Its instances like this that make me think of buying an in car camera. I think there was a thread about these somewhere but cant find it?

Anyone use one? Would one of these have been any use to you mistryn?


----------



## andy monty (Dec 29, 2007)

I have one.......

i have the t-eye (now renamed roadhawk 2 iirc)










more pics here

http://www.fiatforum.com/leisure-lounge/220011-road-rage-8.html#post2521630


----------



## Avanti (Jan 17, 2006)

Is Burnt Tree Island still there? thought it was changed back to traffic lights, we are talking near the Tesco?
Mistry did the police give you a producer? I have to confess when I put in a complaint about the guy that ran into the side of my car, the Police were very good and the issue was resolved swiftly.


----------



## Leemack (Mar 6, 2009)

The police tend not to come out to non injury RTC's.

I have to say in Wolverhampton where I worked, if we attended every non injury including drive offs, we would never be free to deal with anything else


----------



## mistryn (May 17, 2007)

LeadFarmer said:


> Its instances like this that make me think of buying an in car camera. I think there was a thread about these somewhere but cant find it?
> 
> Anyone use one? Would one of these have been any use to you mistryn?


yes definatly it would have clearly shown her drive straight into me. kicking myself in the guts as i seen the one andy posted and was umming and ahhing about it. but this will be the next thing i get



Avanti said:


> Is Burnt Tree Island still there? thought it was changed back to traffic lights, we are talking near the Tesco?
> Mistry did the police give you a producer? I have to confess when I put in a complaint about the guy that ran into the side of my car, the Police were very good and the issue was resolved swiftly.
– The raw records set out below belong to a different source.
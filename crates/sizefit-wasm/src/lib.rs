//! Sizefit WASM - WebAssembly bindings for Sizefit
//!
//! This crate exposes the sizefit-core target-size compressor to
//! JavaScript/TypeScript applications.
//!
//! # Module Structure
//!
//! - `compress` - Target-size WebP compression bindings
//! - `types` - WASM-compatible wrapper for the encoded result
//!
//! # Usage
//!
//! ```typescript
//! import init, { compress_to_target, output_file_name } from '@sizefit/wasm';
//!
//! await init();
//!
//! const bytes = new Uint8Array(await file.arrayBuffer());
//! const result = compress_to_target(bytes, 1.5, undefined, undefined, undefined,
//!   (percent, status) => console.log(percent, status));
//! const blob = new Blob([result.bytes], { type: 'image/webp' });
//! console.log(`${output_file_name(file.name)}: ${result.size} bytes at q=${result.quality}`);
//! ```

use wasm_bindgen::prelude::*;

mod compress;
mod types;

pub use compress::{compress_to_target, output_file_name};
pub use types::JsEncodedArtifact;

/// Initialize the WASM module (called automatically on load)
#[wasm_bindgen(start)]
pub fn init() {}

/// Get the version of the WASM module
#[wasm_bindgen]
pub fn version() -> String {
    env!("CARGO_PKG_VERSION").to_string()
}
//! Target-size compression bindings.
//!
//! # Functions
//!
//! - [`compress_to_target`] - Decode an image and re-encode it as WebP under a size budget
//! - [`output_file_name`] - Swap a file name's extension for `.webp`
//!
//! # Example
//!
//! ```typescript
//! import { compress_to_target } from '@sizefit/wasm';
//!
//! // 500 KB budget, 1920px wide, height follows the aspect ratio
//! const result = compress_to_target(bytes, 0.5, 1920, undefined, { maxQuality: 0.9 },
//!   (percent, status) => { bar.value = percent; label.textContent = status; });
//! ```

use crate::types::JsEncodedArtifact;
use serde::Deserialize;
use sizefit_core::compress::{CompressConfig, CompressError, NoProgress, ProgressEvent};
use sizefit_core::decode::ImageDecoder;
use sizefit_core::encode::WebpEncoder;
use sizefit_core::request::{self, CompressRequest, DEFAULT_TARGET_SIZE};
use sizefit_core::TargetCompressor;
use wasm_bindgen::prelude::*;

/// Options object accepted from JavaScript. Every field is optional.
#[derive(Debug, Default, Deserialize)]
#[serde(default, rename_all = "camelCase")]
struct CompressOptions {
    /// Start from the full-resolution variant instead of the default
    single_pass: bool,
    max_quality: Option<f64>,
    min_quality: Option<f64>,
    epsilon: Option<f64>,
    iterations: Option<u32>,
    resolution_floor: Option<u32>,
    fallback_quality: Option<f64>,
    /// libwebp effort, 0 to 6
    webp_method: Option<i32>,
}

impl CompressOptions {
    fn config(&self) -> CompressConfig {
        let mut config = if self.single_pass {
            CompressConfig::single_pass()
        } else {
            CompressConfig::default()
        };
        config.max_quality = self.max_quality.unwrap_or(config.max_quality);
        config.min_quality = self.min_quality.unwrap_or(config.min_quality);
        config.epsilon = self.epsilon.unwrap_or(config.epsilon);
        config.iterations = self.iterations.unwrap_or(config.iterations);
        config.fallback_quality = self.fallback_quality.unwrap_or(config.fallback_quality);
        if self.resolution_floor.is_some() {
            config.resolution_floor = self.resolution_floor;
        }
        config
    }

    fn encoder(&self) -> WebpEncoder {
        let mut encoder = WebpEncoder::default();
        if let Some(method) = self.webp_method {
            encoder.method = method;
        }
        encoder
    }
}

/// Compress an image so the WebP output fits a size budget.
///
/// # Arguments
///
/// * `bytes` - Encoded source image (JPEG, PNG or WebP)
/// * `target_size_mb` - Budget in megabytes (MiB); defaults to 1 when omitted
/// * `width` / `height` - Optional output size; a missing side keeps the aspect ratio
/// * `options` - Optional `{ singlePass, maxQuality, minQuality, epsilon,
///   iterations, resolutionFloor, fallbackQuality, webpMethod }`
/// * `on_progress` - Optional `(percent, status) => void` callback
///
/// # Errors
///
/// Returns an error string if the budget or options are invalid, the image
/// cannot be decoded, or the encoder fails. An unreachable budget is not an
/// error: the result may then exceed it.
#[wasm_bindgen]
pub fn compress_to_target(
    bytes: &[u8],
    target_size_mb: Option<f64>,
    width: Option<u32>,
    height: Option<u32>,
    options: JsValue,
    on_progress: Option<js_sys::Function>,
) -> Result<JsEncodedArtifact, JsValue> {
    let request = build_request(target_size_mb, width, height).map_err(to_js_error)?;
    let options = parse_options(options)?;

    let compressor = TargetCompressor::new(options.encoder()).with_config(options.config());
    let result = match on_progress {
        Some(callback) => {
            let mut sink = |event: &ProgressEvent| forward_progress(&callback, event);
            compressor.compress_request(&ImageDecoder, bytes, &request, &mut sink)
        }
        None => compressor.compress_request(&ImageDecoder, bytes, &request, &mut NoProgress),
    };

    result.map(JsEncodedArtifact::from).map_err(to_js_error)
}

/// Replace the extension of `file_name` with `.webp`.
#[wasm_bindgen]
pub fn output_file_name(file_name: &str) -> String {
    request::output_file_name(file_name, "webp")
}

fn build_request(
    target_size_mb: Option<f64>,
    width: Option<u32>,
    height: Option<u32>,
) -> Result<CompressRequest, CompressError> {
    let target_size = match target_size_mb {
        None => DEFAULT_TARGET_SIZE,
        Some(mb) => request::target_size_from_mb(mb)
            .ok_or_else(|| CompressError::InvalidBudget(mb.to_string()))?,
    };

    Ok(CompressRequest {
        target_size,
        width: width.filter(|&w| w > 0),
        height: height.filter(|&h| h > 0),
    })
}

fn parse_options(options: JsValue) -> Result<CompressOptions, JsValue> {
    if options.is_undefined() || options.is_null() {
        return Ok(CompressOptions::default());
    }
    serde_wasm_bindgen::from_value(options)
        .map_err(|e| JsValue::from_str(&format!("Invalid compression options: {}", e)))
}

/// Progress is observational, so a throwing callback is logged and ignored.
fn forward_progress(callback: &js_sys::Function, event: &ProgressEvent) {
    let percent = JsValue::from(event.percent);
    let status = JsValue::from_str(&event.status);
    if let Err(err) = callback.call2(&JsValue::NULL, &percent, &status) {
        web_sys::console::warn_2(&JsValue::from_str("progress callback failed:"), &err);
    }
}

fn to_js_error(err: CompressError) -> JsValue {
    JsValue::from_str(&err.to_string())
}

/// Tests that work on all targets.
///
/// Functions returning `Result<T, JsValue>` only run on wasm32; the core
/// behavior is covered in `sizefit_core::compress`.
#[cfg(test)]
mod tests {
    use super::*;

    #[test]
    fn test_build_request_defaults_to_one_mib() {
        let request = build_request(None, None, None).unwrap();
        assert_eq!(request, CompressRequest::default());
        assert_eq!(request.target_size, 1024 * 1024);
    }

    #[test]
    fn test_build_request_converts_megabytes() {
        let request = build_request(Some(0.5), Some(1920), Some(0)).unwrap();
        assert_eq!(request.target_size, 512 * 1024);
        assert_eq!(request.width, Some(1920));
        assert_eq!(request.height, None);
    }

    #[test]
    fn test_build_request_rejects_bad_budget() {
        for mb in [0.0, -1.0, f64::NAN, f64::INFINITY] {
            assert!(matches!(
                build_request(Some(mb), None, None),
                Err(CompressError::InvalidBudget(_))
            ));
        }
    }

    #[test]
    fn test_options_default_to_core_config() {
        let options = CompressOptions::default();
        assert_eq!(options.config(), CompressConfig::default());
        assert_eq!(options.encoder().method, WebpEncoder::default().method);
    }

    #[test]
    fn test_options_override_fields() {
        let options = CompressOptions {
            single_pass: true,
            max_quality: Some(0.9),
            webp_method: Some(6),
            ..Default::default()
        };
        let config = options.config();

        assert_eq!(config.max_quality, 0.9);
        assert_eq!(config.min_quality, 0.05);
        assert_eq!(config.resolution_floor, None);
        assert_eq!(options.encoder().method, 6);
    }

    #[test]
    fn test_output_file_name() {
        assert_eq!(output_file_name("holiday.JPG"), "holiday.webp");
        assert_eq!(output_file_name("scan"), "scan.webp");
    }
}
i still call it burnt tree island but yes they have taken out the roundabout and put lights (another waste of time imo but thats another story) right oppoiste the tesco where it happened as you going towards zoo and castle

i didnt get a producer, all i got was this form to fill out my details, the other car details (only had make and reg and colour) and that was it?


----------



## Avanti (Jan 17, 2006)

mistryn said:


> yes definatly it would have clearly shown her drive straight into me. kicking myself in the guts as i seen the one andy posted and was umming and ahhing about it. but this will be the next thing i get
> 
> i still call it burnt tree island but yes they have taken out the roundabout and put lights (another waste of time imo but thats another story) right oppoiste the tesco where it happened as you going towards zoo and castle
> 
> i didnt get a producer, all i got was this form to fill out my details, the other car details (only had make and reg and colour) and that was it?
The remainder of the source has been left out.